2. Onverminderd de bepalingen van deze verordening worden de in lid 1 bedoelde producten verkocht overeenkomstig het bepaalde in Verordening (EEG) nr. 2173/79, met name in de titels II en III, in Verordening (EEG) nr. 2182/77 en in Verordening (EEG) nr. 3002/92.

Artikel 2

1. In afwijking van de artikelen 6 en 7 van Verordening (EEG) nr. 2173/79 gelden de bepalingen en de bijlagen van deze verordening als algemeen bericht van inschrijving.

De betrokken interventiebureaus stellen een bericht van inschrijving op waarin met name worden vermeld:

a) de hoeveelheden rundvlees die te koop worden aangeboden, en

b) de termijn waarbinnen en de plaats waar de offertes moeten worden ingediend.

2. Nadere gegevens over de hoeveelheden en de plaatsen waar de producten zijn opgeslagen, kunnen worden verkregen op de in bijlage II vermelde adressen. Bovendien kunnen de interventiebureaus het in lid 1 bedoelde bericht bekendmaken door aanplakking te hunnen kantore en kunnen zij tot verdere bekendmaking in een andere vorm overgaan.

3. Voor elk van de in bijlage I genoemde producten geldt dat de interventiebureaus bij voorrang het vlees verkopen dat het langst ligt opgeslagen.
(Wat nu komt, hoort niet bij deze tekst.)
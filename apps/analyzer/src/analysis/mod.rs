// Review analysis: prompt building, response parsing and the sequential
// pipeline that ties the loader, the LLM client and the report writer together.
// All model calls go through llm_client.

pub mod parser;
pub mod pipeline;
pub mod prompts;
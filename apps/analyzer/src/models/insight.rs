use chrono::{DateTime, Utc};
use serde::{Deserialize, Serialize};
use uuid::Uuid;

/// One structured finding extracted by the model from a review.
#[derive(Debug, Clone, PartialEq, Serialize, Deserialize)]
pub struct InsightRecord {
    pub source_row: u64,
    /// e.g. "hardware-fault", "software-bug", "usability"
    pub category: String,
    pub component: String,
    pub summary: String,
    /// 0.0 – 1.0 when the model reports it
    #[serde(default, skip_serializing_if = "Option::is_none")]
    pub confidence: Option<f64>,
}

#[derive(Debug, Clone, PartialEq, Serialize, Deserialize)]
pub struct RunMetadata {
    pub run_id: Uuid,
    pub generated_at: DateTime<Utc>,
    /// Model that served the last successful call.
    pub model: String,
    pub input_file: String,
    pub text_column: String,
    pub reviews_analyzed: usize,
    pub insights_found: usize,
    /// Rows whose model response could not be parsed.
    pub skipped_rows: Vec<u64>,
}

/// The final aggregated output document. Written once at the end of a run.
#[derive(Debug, Clone, PartialEq, Serialize, Deserialize)]
pub struct Report {
    pub metadata: RunMetadata,
    pub insights: Vec<InsightRecord>,
}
In uitzonderlijke gevallen en met toestemming van de Commissie mogen de lidstaten van deze regel afwijken.

4. De inschrijvingen worden achtereenvolgens gehouden op:

a) 8 april 2003,

b) 22 april 2003,

c) 13 mei 2003,

d) 10 juni 2003,

totdat de te koop aangeboden hoeveelheden volledig verkocht zijn.

5. In afwijking van artikel 8, lid 1, van Verordening (EEG) nr. 2173/79 moet de offerte bij het betrokken interventiebureau worden ingediend in een gesloten envelop, waarop een verwijzing naar deze verordening is aangebracht. Deze envelop mag door het interventiebureau pas na de in lid 4 vermelde uiterste termijn worden geopend.

6. In afwijking van artikel 8, lid 2, onder b), van Verordening (EEG) nr. 2173/79 hoeven het koelhuis of de koelhuizen waar de gevraagde producten opgeslagen liggen, niet in de offertes te worden vermeld.

Artikel 3

1. Uiterlijk op de eerste werkdag na de uiterste datum voor de indiening van de offertes verstrekken de lidstaten de Commissie alle gegevens over de ontvangen offertes.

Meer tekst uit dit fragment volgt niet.